The film is directed and co-written by Brett Haley, who proceeds cautiously in his first feature. He doesn’t break any new stylistic ground, simply keeping to the slow rhythms and circumscribed world that Carol lives in, where the most excitement she experiences comes when she finds a rat in her house. There’s one comic bit in which Carol persuades her bridge pals (a fine bunch, played by Rhea Perlman, Mary Kay Place, and June Squibb) to get high on someone’s medical marijuana, and while the scene feels shoehorned in, it’s skillfully played by the four actresses. Another set piece involves Carol going through speed-dating, but we’ve seen other comedies take better advantage of the horrors of going through several bad dates at once. (The 40-Year-Old Virgin comes to mind.) The subplot with Carol being visited by her daughter (Malin Akerman) doesn’t come to much, either.

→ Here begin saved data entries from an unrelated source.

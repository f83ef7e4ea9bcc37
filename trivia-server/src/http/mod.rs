//! HTTP server layer
//!
//! Axum server with:
//! - CORS
//! - Request tracing
//! - Graceful shutdown
//! - JSON error envelopes

pub mod error;
pub mod extractors;
pub mod routes;
pub mod server;

pub use error::ApiError;
pub use server::{build_router, run_server, AppState, ServerConfig, ServerError};
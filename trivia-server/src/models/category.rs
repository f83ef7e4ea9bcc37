//! Trivia categories

use std::collections::BTreeMap;

use serde::Serialize;
use sqlx::FromRow;

/// Category record. `type` is a reserved word in Rust, hence the rename.
#[derive(Debug, Clone, PartialEq, Eq, Serialize, FromRow)]
pub struct Category {
    pub id: i32,
    #[sqlx(rename = "type")]
    #[serde(rename = "type")]
    pub kind: String,
}

impl Category {
    pub fn new(id: i32, kind: impl Into<String>) -> Self {
        Self {
            id,
            kind: kind.into(),
        }
    }
}

/// Categories keyed by id, serialized as `{"1": "Science", ...}`.
pub type CategoryMap = BTreeMap<i32, String>;

/// Build the id -> type mapping returned by the listing endpoints.
pub fn category_map(categories: Vec<Category>) -> CategoryMap {
    categories.into_iter().map(|c| (c.id, c.kind)).collect()
}
//! HTTP server command
//!
//! Runs the trivia API against PostgreSQL, or against a seeded in-memory
//! store with `--in-memory`.

use std::net::SocketAddr;

use anyhow::{Context, Result};
use clap::Parser;

use trivia_server::db::migrations;
use trivia_server::{run_server, MemoryStore, PgStore, ServerConfig};

use super::DatabaseArgs;

/// Arguments for the serve command
#[derive(Parser, Debug)]
pub struct ServeArgs {
    /// Address to bind to
    #[arg(long, short = 'b', env = "TRIVIA_BIND", default_value = "127.0.0.1:5000")]
    pub bind: SocketAddr,

    #[command(flatten)]
    pub database: DatabaseArgs,

    /// Serve the starter dataset from memory; database options are ignored
    #[arg(long)]
    pub in_memory: bool,

    /// Do not create missing tables on startup
    #[arg(long)]
    pub skip_migrations: bool,
}

/// Run the HTTP server (blocks until shutdown)
pub async fn run_serve(args: ServeArgs) -> Result<()> {
    let config = ServerConfig {
        bind_addr: args.bind,
    };

    if args.in_memory {
        tracing::warn!("Serving in-memory store; changes are lost on shutdown");
        return run_server(MemoryStore::seeded(), config)
            .await
            .context("Server error");
    }

    let pool = args.database.connect().await?;
    if !args.skip_migrations {
        migrations::run(&pool)
            .await
            .context("Failed to run migrations")?;
    }

    tracing::info!("Starting trivia server on {}", args.bind);
    run_server(PgStore::new(pool), config)
        .await
        .context("Server error")?;

    Ok(())
}
//! API error type with IntoResponse
//!
//! Every failure is rendered as `{"success": false, "error": <code>,
//! "message": <text>}` with a fixed message per status code.

use axum::http::StatusCode;
use axum::response::{IntoResponse, Response};
use axum::Json;
use serde_json::json;

use crate::db::DbError;
use crate::models::ValidationError;

/// API error type with automatic HTTP status mapping
#[derive(Debug, Clone, Copy, PartialEq, Eq)]
pub enum ApiError {
    /// Body is not valid JSON (400)
    BadRequest,

    /// Resource or result set absent (404)
    NotFound,

    /// Path exists but not for this method (405)
    MethodNotAllowed,

    /// Validation or write failure (422)
    Unprocessable,

    /// Storage failure on a read path (500, logged where it happens)
    Internal,
}

impl ApiError {
    pub fn status(self) -> StatusCode {
        match self {
            Self::BadRequest => StatusCode::BAD_REQUEST,
            Self::NotFound => StatusCode::NOT_FOUND,
            Self::MethodNotAllowed => StatusCode::METHOD_NOT_ALLOWED,
            Self::Unprocessable => StatusCode::UNPROCESSABLE_ENTITY,
            Self::Internal => StatusCode::INTERNAL_SERVER_ERROR,
        }
    }

    pub fn message(self) -> &'static str {
        match self {
            Self::BadRequest => "bad request",
            Self::NotFound => "resource not found",
            Self::MethodNotAllowed => "method not allowed",
            Self::Unprocessable => "unprocessable entity",
            Self::Internal => "internal server error",
        }
    }
}

impl IntoResponse for ApiError {
    fn into_response(self) -> Response {
        let status = self.status();
        let body = json!({
            "success": false,
            "error": status.as_u16(),
            "message": self.message()
        });

        (status, Json(body)).into_response()
    }
}

impl From<ValidationError> for ApiError {
    fn from(e: ValidationError) -> Self {
        tracing::debug!("rejected payload: {}", e);
        Self::Unprocessable
    }
}

impl From<DbError> for ApiError {
    fn from(e: DbError) -> Self {
        tracing::error!("Database error: {}", e);
        Self::Internal
    }
}

/// Router fallback for unknown paths.
pub async fn not_found() -> ApiError {
    ApiError::NotFound
}

/// Fallback for known paths hit with an unsupported method.
pub async fn method_not_allowed() -> ApiError {
    ApiError::MethodNotAllowed
}

#[cfg(test)]
mod tests {
    use super::*;
    use axum::body::to_bytes;

    async fn body_of(err: ApiError) -> (StatusCode, serde_json::Value) {
        let response = err.into_response();
        let status = response.status();
        let bytes = to_bytes(response.into_body(), usize::MAX).await.unwrap();
        (status, serde_json::from_slice(&bytes).unwrap())
    }

    #[tokio::test]
    async fn not_found_envelope() {
        let (status, body) = body_of(ApiError::NotFound).await;
        assert_eq!(status, StatusCode::NOT_FOUND);
        assert_eq!(
            body,
            json!({"success": false, "error": 404, "message": "resource not found"})
        );
    }

    #[tokio::test]
    async fn unprocessable_envelope() {
        let (status, body) = body_of(ApiError::Unprocessable).await;
        assert_eq!(status, StatusCode::UNPROCESSABLE_ENTITY);
        assert_eq!(body["error"], 422);
        assert_eq!(body["message"], "unprocessable entity");
    }

    #[tokio::test]
    async fn bad_request_envelope() {
        let (status, body) = body_of(ApiError::BadRequest).await;
        assert_eq!(status, StatusCode::BAD_REQUEST);
        assert_eq!(body["message"], "bad request");
    }

    #[test]
    fn validation_error_is_422() {
        let err = ApiError::from(ValidationError::Missing { field: "question" });
        assert_eq!(err, ApiError::Unprocessable);
    }

    #[test]
    fn db_error_is_500() {
        let err = ApiError::from(DbError::UnknownCategory(9));
        assert_eq!(err.status(), StatusCode::INTERNAL_SERVER_ERROR);
    }
}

The substance of this movie is in Carol’s relationships with the two men. The one with Bill is the one that blossoms into romance, and while Elliott coasts on his usual shtick and his booming basso voice, the relationship gains traction when it comes to a sudden stop and jolts Carol. The better supporting turn comes from Starr, who usually plays disaffected, sardonic, long-haired intellectual types in comedies like Superbad and Adventureland. Here his hair is a lot shorter (though he has a full beard), and he plays a sensitive, introspective type who provides Carol with a drinking companion and a friend in time of need.

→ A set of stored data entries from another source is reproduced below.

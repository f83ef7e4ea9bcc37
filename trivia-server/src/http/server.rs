//! Axum server setup
//!
//! Server skeleton with:
//! - CORS open to all origins (the API has no authentication)
//! - Tracing middleware
//! - JSON 404/405 fallbacks
//! - Graceful shutdown on SIGTERM/Ctrl+C

use std::net::SocketAddr;
use std::sync::Arc;

use axum::http::{header, Method};
use axum::Router;
use tokio::net::TcpListener;
use tower_http::cors::{Any, CorsLayer};
use tower_http::trace::TraceLayer;

use super::{error, routes};
use crate::db::TriviaStore;

/// Server configuration
#[derive(Debug, Clone)]
pub struct ServerConfig {
    /// Address to bind to (default: 127.0.0.1:5000)
    pub bind_addr: SocketAddr,
}

impl Default for ServerConfig {
    fn default() -> Self {
        Self {
            bind_addr: SocketAddr::from(([127, 0, 0, 1], 5000)),
        }
    }
}

/// Shared application state
pub struct AppState {
    pub store: Box<dyn TriviaStore>,
}

impl AppState {
    pub fn new(store: impl TriviaStore + 'static) -> Self {
        Self {
            store: Box::new(store),
        }
    }
}

/// Build the router with every route, fallback and middleware layer.
pub fn build_router(state: AppState) -> Router {
    let cors = CorsLayer::new()
        .allow_origin(Any)
        .allow_methods([
            Method::GET,
            Method::PUT,
            Method::POST,
            Method::DELETE,
            Method::OPTIONS,
        ])
        .allow_headers([header::CONTENT_TYPE, header::AUTHORIZATION]);

    Router::new()
        .merge(routes::categories::router())
        .merge(routes::questions::router())
        .merge(routes::quizzes::router())
        .fallback(error::not_found)
        .method_not_allowed_fallback(error::method_not_allowed)
        .layer(cors)
        .layer(TraceLayer::new_for_http())
        .with_state(Arc::new(state))
}

/// Run the HTTP server until a shutdown signal arrives.
///
/// ```ignore
/// let pool = create_pool(&database_url).await?;
/// run_server(PgStore::new(pool), ServerConfig::default()).await?;
/// ```
pub async fn run_server(
    store: impl TriviaStore + 'static,
    config: ServerConfig,
) -> Result<(), ServerError> {
    let app = build_router(AppState::new(store));

    let listener = TcpListener::bind(config.bind_addr).await?;
    tracing::info!("Server listening on {}", config.bind_addr);

    axum::serve(listener, app)
        .with_graceful_shutdown(shutdown_signal())
        .await?;

    tracing::info!("Server shutdown complete");
    Ok(())
}

/// Wait for shutdown signal (Ctrl+C or SIGTERM).
async fn shutdown_signal() {
    let ctrl_c = async {
        tokio::signal::ctrl_c()
            .await
            .expect("failed to install Ctrl+C handler");
    };

    #[cfg(unix)]
    let terminate = async {
        tokio::signal::unix::signal(tokio::signal::unix::SignalKind::terminate())
            .expect("failed to install SIGTERM handler")
            .recv()
            .await;
    };

    #[cfg(not(unix))]
    let terminate = std::future::pending::<()>();

    tokio::select! {
        _ = ctrl_c => {
            tracing::info!("Received Ctrl+C, starting shutdown");
        }
        _ = terminate => {
            tracing::info!("Received SIGTERM, starting shutdown");
        }
    }
}

/// Server error type
#[derive(Debug, thiserror::Error)]
pub enum ServerError {
    #[error("IO error: {0}")]
    Io(#[from] std::io::Error),
}

#[cfg(test)]
mod tests {
    use super::*;

    #[test]
    fn default_config() {
        let config = ServerConfig::default();
        assert_eq!(config.bind_addr.port(), 5000);
        assert!(config.bind_addr.ip().is_loopback());
    }
}
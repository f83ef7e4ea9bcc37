//! trivia-server: HTTP API for trivia questions
//!
//! Serves categories, paginated questions, keyword search and quiz rounds
//! from PostgreSQL (or a seeded in-memory store).

pub mod db;
pub mod http;
pub mod models;

pub use db::{DbError, MemoryStore, PgStore, TriviaStore};
pub use http::{build_router, run_server, ApiError, AppState, ServerConfig};
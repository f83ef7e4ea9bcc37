//! Quiz endpoint

use std::sync::Arc;

use axum::{extract::State, routing::post, Json, Router};
use rand::seq::SliceRandom;
use serde::Serialize;

use crate::http::error::ApiError;
use crate::http::extractors::JsonBody;
use crate::http::server::AppState;
use crate::models::{Question, QuizRequest, QuizRound};

/// `question` is null once every candidate has been asked.
#[derive(Serialize)]
pub struct QuizResponse {
    pub question: Option<Question>,
    pub success: bool,
}

/// POST /quizzes - one random question not in `previous_questions`
async fn play_quiz(
    State(state): State<Arc<AppState>>,
    JsonBody(req): JsonBody<QuizRequest>,
) -> Result<Json<QuizResponse>, ApiError> {
    let round = QuizRound::try_from(req)?;

    let candidates = state
        .store
        .quiz_candidates(round.category, &round.previous)
        .await?;

    let question = candidates.choose(&mut rand::thread_rng()).cloned();
    if question.is_none() {
        tracing::debug!(category = ?round.category, asked = round.previous.len(), "no questions remaining");
    }

    Ok(Json(QuizResponse {
        question,
        success: true,
    }))
}

/// Quiz routes
pub fn router() -> Router<Arc<AppState>> {
    Router::new().route("/quizzes", post(play_quiz))
}
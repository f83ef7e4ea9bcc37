//! In-memory store
//!
//! Same contract as the PostgreSQL store, kept in two vectors behind a
//! `RwLock`. Used by the router tests and by `serve --in-memory`.

use async_trait::async_trait;
use tokio::sync::RwLock;

use super::{seed, DbError, TriviaStore};
use crate::models::{Category, CategoryFilter, NewQuestion, Pagination, Question, SearchTerm};

#[derive(Default)]
struct Tables {
    categories: Vec<Category>,
    questions: Vec<Question>,
    next_question_id: i32,
}

/// [`TriviaStore`] held entirely in process memory.
#[derive(Default)]
pub struct MemoryStore {
    tables: RwLock<Tables>,
}

impl MemoryStore {
    /// An empty store with no categories and no questions.
    pub fn new() -> Self {
        Self::default()
    }

    /// Store pre-filled with the starter dataset.
    pub fn seeded() -> Self {
        let categories = seed::CATEGORIES
            .iter()
            .map(|(id, kind)| Category::new(*id, *kind))
            .collect();
        let questions: Vec<Question> = seed::QUESTIONS
            .iter()
            .zip(1..)
            .map(|((question, answer, category, difficulty), id)| Question {
                id,
                question: (*question).to_owned(),
                answer: (*answer).to_owned(),
                category: *category,
                difficulty: *difficulty,
            })
            .collect();
        let next_question_id = questions.len() as i32 + 1;

        Self {
            tables: RwLock::new(Tables {
                categories,
                questions,
                next_question_id,
            }),
        }
    }

    /// Store with the given categories and no questions.
    pub fn with_categories(categories: Vec<Category>) -> Self {
        Self {
            tables: RwLock::new(Tables {
                categories,
                questions: Vec::new(),
                next_question_id: 1,
            }),
        }
    }
}

#[async_trait]
impl TriviaStore for MemoryStore {
    async fn categories(&self) -> Result<Vec<Category>, DbError> {
        let tables = self.tables.read().await;
        let mut categories = tables.categories.clone();
        categories.sort_by_key(|c| c.id);
        Ok(categories)
    }

    async fn count_questions(&self) -> Result<i64, DbError> {
        Ok(self.tables.read().await.questions.len() as i64)
    }

    async fn list_questions(&self, page: Pagination) -> Result<Vec<Question>, DbError> {
        let tables = self.tables.read().await;
        let offset = usize::try_from(page.offset()).unwrap_or(usize::MAX);
        let limit = usize::try_from(page.limit()).unwrap_or(0);
        Ok(tables
            .questions
            .iter()
            .skip(offset)
            .take(limit)
            .cloned()
            .collect())
    }

    async fn insert_question(&self, new: NewQuestion) -> Result<Question, DbError> {
        let mut tables = self.tables.write().await;
        if !tables.categories.iter().any(|c| c.id == new.category) {
            return Err(DbError::UnknownCategory(new.category));
        }

        let question = Question {
            id: tables.next_question_id.max(1),
            question: new.question,
            answer: new.answer,
            category: new.category,
            difficulty: new.difficulty,
        };
        tables.next_question_id = question.id + 1;
        tables.questions.push(question.clone());
        Ok(question)
    }

    async fn delete_question(&self, id: i32) -> Result<bool, DbError> {
        let mut tables = self.tables.write().await;
        let before = tables.questions.len();
        tables.questions.retain(|q| q.id != id);
        Ok(tables.questions.len() < before)
    }

    async fn search_questions(&self, term: &SearchTerm) -> Result<Vec<Question>, DbError> {
        let tables = self.tables.read().await;
        Ok(tables
            .questions
            .iter()
            .filter(|q| term.matches(&q.question))
            .cloned()
            .collect())
    }

    async fn questions_in_category(&self, category: i32) -> Result<Vec<Question>, DbError> {
        let tables = self.tables.read().await;
        Ok(tables
            .questions
            .iter()
            .filter(|q| q.category == category)
            .cloned()
            .collect())
    }

    async fn quiz_candidates(
        &self,
        filter: CategoryFilter,
        exclude: &[i32],
    ) -> Result<Vec<Question>, DbError> {
        let tables = self.tables.read().await;
        Ok(tables
            .questions
            .iter()
            .filter(|q| match filter {
                CategoryFilter::All => true,
                CategoryFilter::Only(id) => q.category == id,
            })
            .filter(|q| !exclude.contains(&q.id))
            .cloned()
            .collect())
    }
}
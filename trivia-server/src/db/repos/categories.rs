//! Category repository

use sqlx::PgPool;

use crate::db::DbError;
use crate::models::Category;

/// Category repository
pub struct CategoryRepo<'a> {
    pool: &'a PgPool,
}

impl<'a> CategoryRepo<'a> {
    pub fn new(pool: &'a PgPool) -> Self {
        Self { pool }
    }

    /// List every category ordered by id.
    pub async fn list(&self) -> Result<Vec<Category>, DbError> {
        let rows = sqlx::query_as::<_, Category>("SELECT id, type FROM categories ORDER BY id")
            .fetch_all(self.pool)
            .await?;
        Ok(rows)
    }
}
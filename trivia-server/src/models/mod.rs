//! Domain models
//!
//! Request payloads are validated when converted into these types.
//! Invalid input returns ValidationError, not panic.

pub mod category;
pub mod pagination;
pub mod question;
pub mod quiz;
pub mod validation;

pub use category::{category_map, Category, CategoryMap};
pub use pagination::{PageParams, Pagination, QUESTIONS_PER_PAGE};
pub use question::{NewQuestion, Question, SearchTerm};
pub use quiz::{CategoryFilter, QuizRequest, QuizRound, ALL_CATEGORIES};
pub use validation::ValidationError;
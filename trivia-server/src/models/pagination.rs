//! Pagination over the question table

use serde::Deserialize;

/// Questions per page
pub const QUESTIONS_PER_PAGE: u32 = 10;

/// A page window. Page numbers are 1-indexed; anything below 1 is kept as-is
/// so the caller can answer it with an empty window.
#[derive(Debug, Clone, Copy, PartialEq, Eq)]
pub struct Pagination {
    pub page: i64,
    pub per_page: u32,
}

impl Pagination {
    pub fn new(page: i64) -> Self {
        Self {
            page,
            per_page: QUESTIONS_PER_PAGE,
        }
    }

    /// True when the window can never contain rows (page 0 or negative).
    pub fn is_before_start(&self) -> bool {
        self.page < 1
    }

    /// SQL OFFSET value.
    pub fn offset(&self) -> i64 {
        (self.page.max(1) - 1).saturating_mul(self.per_page as i64)
    }

    /// SQL LIMIT value.
    pub fn limit(&self) -> i64 {
        self.per_page as i64
    }
}

impl Default for Pagination {
    fn default() -> Self {
        Self::new(1)
    }
}

/// Query parameters for `GET /questions`.
///
/// `page` is taken as a raw string: a value that does not parse as an
/// integer falls back to page 1 instead of rejecting the request.
#[derive(Debug, Clone, Default, Deserialize)]
pub struct PageParams {
    pub page: Option<String>,
}

impl From<PageParams> for Pagination {
    fn from(params: PageParams) -> Self {
        let page = params
            .page
            .and_then(|raw| raw.trim().parse::<i64>().ok())
            .unwrap_or(1);
        Self::new(page)
    }
}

Meanwhile, the 73-year-old Danner looks in fine fettle, whether she’s singing a sultry karaoke version of “Cry Me a River” or realizing at the end that she still has a life to live and can still feel joy and sorrow. But this doesn’t come in the form of an earth-cracking revelation –– oftentimes our great insights come in these little shifts of perception, and it’s enough to hang a drama on. I’ll See You in My Dreams seems to be part of a wave of films about older people that includes Danny Collins and the upcoming Grandma and Ricki and the Flash. (Indeed, Meryl Streep has turned such films into a one-woman cottage industry.) While such films can degenerate into cheap sentiment and uplift like the Best Exotic Marigold Hotel movies, they do have an audience that isn’t being served by the summer blockbusters, and they offer the chance to tell the types of stories that our multiplexes don’t offer enough of.